Going line by line through the records below, count those with the word "filename" and give only the count.

=== INFORMATION SUPPLIED ===

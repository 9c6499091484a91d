//! Output contract of the external free-text drink parser.
//!
//! The parser (an LLM prompt) replies with a JSON object such as
//! `{"name":"Margarita","alcoholType":"cocktail","estimatedOz":6,"estimatedABV":0.13}`.
//! Replies that are not valid JSON fall back to a generic mid-strength drink
//! named after the user's description.

use crate::types::validate_volume_and_abv;
use crate::{AlcoholType, Drink, Result};
use chrono::{DateTime, Utc};
use serde::{Deserialize, Serialize};
use uuid::Uuid;

const FALLBACK_OZ: f64 = 4.0;
const FALLBACK_ABV: f64 = 0.1;

/// A drink description as produced by the parser
#[derive(Clone, Debug, Serialize, Deserialize, PartialEq)]
#[serde(rename_all = "camelCase")]
pub struct ParsedDrink {
    pub name: String,
    pub alcohol_type: AlcoholType,
    pub estimated_oz: f64,
    #[serde(rename = "estimatedABV")]
    pub estimated_abv: f64,
}

impl ParsedDrink {
    /// Placeholder used when the parser reply cannot be read
    pub fn fallback(description: &str) -> Self {
        Self {
            name: description.to_string(),
            alcohol_type: AlcoholType::Other,
            estimated_oz: FALLBACK_OZ,
            estimated_abv: FALLBACK_ABV,
        }
    }

    /// Enforce the drink invariants before anything is logged
    pub fn validate(&self) -> Result<()> {
        validate_volume_and_abv(self.estimated_oz, self.estimated_abv)
    }

    /// Validate and stamp an id and timestamp
    pub fn into_drink(
        self,
        user_id: &str,
        plan_id: Option<String>,
        now: DateTime<Utc>,
    ) -> Result<Drink> {
        self.validate()?;
        Ok(Drink {
            id: Uuid::new_v4(),
            user_id: user_id.to_string(),
            plan_id,
            name: self.name,
            alcohol_type: self.alcohol_type,
            estimated_oz: self.estimated_oz,
            estimated_abv: self.estimated_abv,
            logged_at: now,
        })
    }
}

/// Read a parser reply, falling back when it is not the expected JSON
pub fn parse_drink_response(description: &str, raw: &str) -> ParsedDrink {
    match serde_json::from_str::<ParsedDrink>(raw.trim()) {
        Ok(parsed) => parsed,
        Err(e) => {
            tracing::warn!(
                "Could not read drink parser reply for {:?}: {}. Using fallback.",
                description,
                e
            );
            ParsedDrink::fallback(description)
        }
    }
}
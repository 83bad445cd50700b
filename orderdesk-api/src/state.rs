use std::sync::Arc;
use std::time::Duration;

use orderdesk_order::{CreateOrderWorkflow, RetryConfig};
use orderdesk_store::app_config::OrdersConfig;

#[derive(Clone)]
pub struct AppState {
    pub orders: Arc<CreateOrderWorkflow>,
}

impl AppState {
    pub fn new(orders: CreateOrderWorkflow) -> Self {
        Self { orders: Arc::new(orders) }
    }
}

pub fn retry_config(orders: &OrdersConfig) -> RetryConfig {
    RetryConfig {
        max_attempts: orders.max_attempts,
        base_delay: Duration::from_millis(orders.base_delay_ms),
        max_delay: Duration::from_millis(orders.max_delay_ms),
        ..RetryConfig::default()
    }
}

#[cfg(test)]
mod tests {
    use super::*;

    #[test]
    fn test_retry_config_from_orders_section() {
        let retry = retry_config(&OrdersConfig {
            max_attempts: 5,
            base_delay_ms: 20,
            max_delay_ms: 400,
        });

        assert_eq!(retry.max_attempts, 5);
        assert_eq!(retry.base_delay, Duration::from_millis(20));
        assert_eq!(retry.max_delay, Duration::from_millis(400));
        assert_eq!(retry.backoff_multiplier, 2.0);
    }
}
use async_trait::async_trait;
use orderdesk_core::{OrderTransaction, StoreError, StoreResult, TransactionSource};
use sqlx::postgres::PgPoolOptions;
use sqlx::{Pool, Postgres};
use std::time::Duration;
use tracing::info;

use crate::app_config::DatabaseConfig;
use crate::transaction::PgOrderTransaction;

#[derive(Clone)]
pub struct DbClient {
    pub pool: Pool<Postgres>,
}

impl DbClient {
    pub async fn new(config: &DatabaseConfig) -> Result<Self, sqlx::Error> {
        let pool = PgPoolOptions::new()
            .max_connections(config.max_connections)
            .acquire_timeout(Duration::from_secs(config.acquire_timeout_secs))
            .connect(&config.url)
            .await?;

        Ok(Self { pool })
    }

    pub async fn migrate(&self) -> Result<(), sqlx::migrate::MigrateError> {
        info!("Running database migrations...");
        sqlx::migrate!("../migrations")
            .run(&self.pool)
            .await?;
        info!("Migrations completed successfully.");
        Ok(())
    }
}

#[async_trait]
impl TransactionSource for DbClient {
    async fn begin(&self) -> StoreResult<Box<dyn OrderTransaction>> {
        let tx = self.pool.begin().await.map_err(StoreError::backend)?;
        Ok(Box::new(PgOrderTransaction::new(tx)))
    }
}
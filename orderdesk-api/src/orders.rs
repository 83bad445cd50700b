use axum::{extract::State, http::StatusCode, routing::post, Json, Router};
use chrono::{DateTime, Utc};
use orderdesk_core::{Order, OrderRequest, RequestedItem};
use rust_decimal::Decimal;
use serde::{Deserialize, Serialize};
use uuid::Uuid;

use crate::error::AppError;
use crate::state::AppState;

// ============================================================================
// Request/Response Types
// ============================================================================

#[derive(Debug, Deserialize)]
pub struct CreateOrderRequest {
    pub customer_id: Uuid,
    pub products: Vec<OrderedProduct>,
}

#[derive(Debug, Deserialize)]
pub struct OrderedProduct {
    pub id: Uuid,
    pub quantity: u32,
}

impl From<CreateOrderRequest> for OrderRequest {
    fn from(req: CreateOrderRequest) -> Self {
        OrderRequest::new(
            req.customer_id,
            req.products
                .into_iter()
                .map(|p| RequestedItem { product_id: p.id, quantity: p.quantity })
                .collect(),
        )
    }
}

#[derive(Debug, Serialize, Deserialize)]
pub struct OrderResponse {
    pub id: Uuid,
    pub customer_id: Uuid,
    pub ordered_at: DateTime<Utc>,
    pub products: Vec<OrderItemResponse>,
}

#[derive(Debug, Serialize, Deserialize)]
pub struct OrderItemResponse {
    pub product_id: Uuid,
    pub price: Decimal,
    pub quantity: u32,
}

impl From<Order> for OrderResponse {
    fn from(order: Order) -> Self {
        Self {
            id: order.id,
            customer_id: order.customer_id,
            ordered_at: order.ordered_at,
            products: order
                .items
                .into_iter()
                .map(|item| OrderItemResponse {
                    product_id: item.product_id,
                    price: item.unit_price,
                    quantity: item.quantity,
                })
                .collect(),
        }
    }
}

// ============================================================================
// Handlers
// ============================================================================

/// POST /v1/orders
pub async fn create_order(
    State(state): State<AppState>,
    Json(req): Json<CreateOrderRequest>,
) -> Result<(StatusCode, Json<OrderResponse>), AppError> {
    let request = OrderRequest::from(req);
    let order = state.orders.execute(&request).await?;
    Ok((StatusCode::CREATED, Json(order.into())))
}

pub fn routes() -> Router<AppState> {
    Router::new().route("/v1/orders", post(create_order))
}
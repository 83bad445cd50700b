use std::sync::Arc;

use orderdesk_catalog::StockSnapshot;
use orderdesk_core::{
    CustomerDirectory, Order, OrderLineItem, OrderRequest, OrderStore, OrderTransaction,
    ProductCatalog, TransactionSource,
};
use tracing::{error, info, instrument, warn};

use crate::error::OrderError;
use crate::retry::RetryConfig;

/// Creates orders: customer lookup, product lookup, stock check, stock
/// decrement and order persistence, all inside one storage transaction.
///
/// Either the stock decrement and the order both land, or neither does.
pub struct CreateOrderWorkflow {
    source: Arc<dyn TransactionSource>,
    retry: RetryConfig,
}

impl CreateOrderWorkflow {
    pub fn new(source: Arc<dyn TransactionSource>) -> Self {
        Self {
            source,
            retry: RetryConfig::default(),
        }
    }

    pub fn with_retry_config(mut self, retry: RetryConfig) -> Self {
        self.retry = retry;
        self
    }

    #[instrument(
        name = "create_order",
        skip_all,
        fields(customer_id = %request.customer_id, items = request.items.len())
    )]
    pub async fn execute(&self, request: &OrderRequest) -> Result<Order, OrderError> {
        if let Err(err) = validate(request) {
            info!(error = %err, "Order request rejected");
            return Err(err);
        }

        let mut attempt = 1;
        loop {
            match self.attempt(request).await {
                Ok(order) => {
                    info!(order_id = %order.id, attempt, "Order created");
                    return Ok(order);
                }
                Err(OrderError::Store(err)) if err.is_conflict() && self.retry.allows_retry_after(attempt) => {
                    let delay = self.retry.delay_for(attempt);
                    warn!(
                        attempt,
                        error = %err,
                        delay_ms = delay.as_millis() as u64,
                        "Stock changed concurrently, retrying order"
                    );
                    tokio::time::sleep(delay).await;
                    attempt += 1;
                }
                Err(err) if err.is_domain() => {
                    info!(error = %err, "Order request rejected");
                    return Err(err);
                }
                Err(err) => {
                    error!(error = %err, attempt, "Order creation failed");
                    return Err(err);
                }
            }
        }
    }

    async fn attempt(&self, request: &OrderRequest) -> Result<Order, OrderError> {
        let mut tx = self.source.begin().await?;

        match place_order(tx.as_mut(), request).await {
            Ok(order) => {
                tx.commit().await?;
                Ok(order)
            }
            Err(err) => {
                if let Err(rollback_err) = tx.rollback().await {
                    error!(error = %rollback_err, "Rollback failed");
                }
                Err(err)
            }
        }
    }
}

fn validate(request: &OrderRequest) -> Result<(), OrderError> {
    if request.items.is_empty() {
        return Err(OrderError::EmptyOrder);
    }
    if let Some(item) = request.items.iter().find(|item| item.quantity == 0) {
        return Err(OrderError::InvalidQuantity { product_id: item.product_id });
    }
    Ok(())
}

async fn place_order(tx: &mut dyn OrderTransaction, request: &OrderRequest) -> Result<Order, OrderError> {
    let customer = tx
        .find_by_id(request.customer_id)
        .await?
        .ok_or(OrderError::InvalidCustomer(request.customer_id))?;

    let product_ids = request.distinct_product_ids();
    let products = tx.find_all_by_id(&product_ids).await?;

    let mut snapshot = StockSnapshot::new(products);
    let missing = snapshot.missing(&product_ids);
    if !missing.is_empty() {
        return Err(OrderError::InvalidProduct { missing });
    }

    // Duplicate entries stay separate lines but draw from the same remaining stock
    let mut items = Vec::with_capacity(request.items.len());
    for item in &request.items {
        let line = snapshot.reserve(&item.product_id, item.quantity)?;
        items.push(OrderLineItem::from(line));
    }

    tx.update_quantity(&snapshot.into_updates()).await?;

    let order = tx.create(&customer, items).await?;
    Ok(order)
}
use std::net::SocketAddr;
use std::sync::Arc;

use anyhow::Context;
use orderdesk_api::{app, state::retry_config, AppState};
use orderdesk_order::CreateOrderWorkflow;
use orderdesk_store::{app_config::Config, DbClient};
use tracing_subscriber::{layer::SubscriberExt, util::SubscriberInitExt};

#[tokio::main]
async fn main() -> anyhow::Result<()> {
    tracing_subscriber::registry()
        .with(
            tracing_subscriber::EnvFilter::try_from_default_env()
                .unwrap_or_else(|_| "orderdesk_api=debug,orderdesk_order=debug,tower_http=debug".into()),
        )
        .with(tracing_subscriber::fmt::layer())
        .init();

    let config = Config::load().context("Failed to load config")?;
    tracing::info!("Starting Orderdesk API on port {}", config.server.port);

    let db = DbClient::new(&config.database)
        .await
        .context("Failed to connect to Postgres")?;
    if config.database.run_migrations {
        db.migrate().await.context("Failed to run migrations")?;
    }

    let workflow = CreateOrderWorkflow::new(Arc::new(db))
        .with_retry_config(retry_config(&config.orders));
    let app = app(AppState::new(workflow));

    let addr = SocketAddr::from(([0, 0, 0, 0], config.server.port));
    tracing::info!("Listening on {}", addr);

    let listener = tokio::net::TcpListener::bind(addr)
        .await
        .with_context(|| format!("Failed to bind {}", addr))?;
    axum::serve(listener, app).await.context("Server error")?;

    Ok(())
}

===

• _SOLUTION FOR THIS PROBLEM_: 2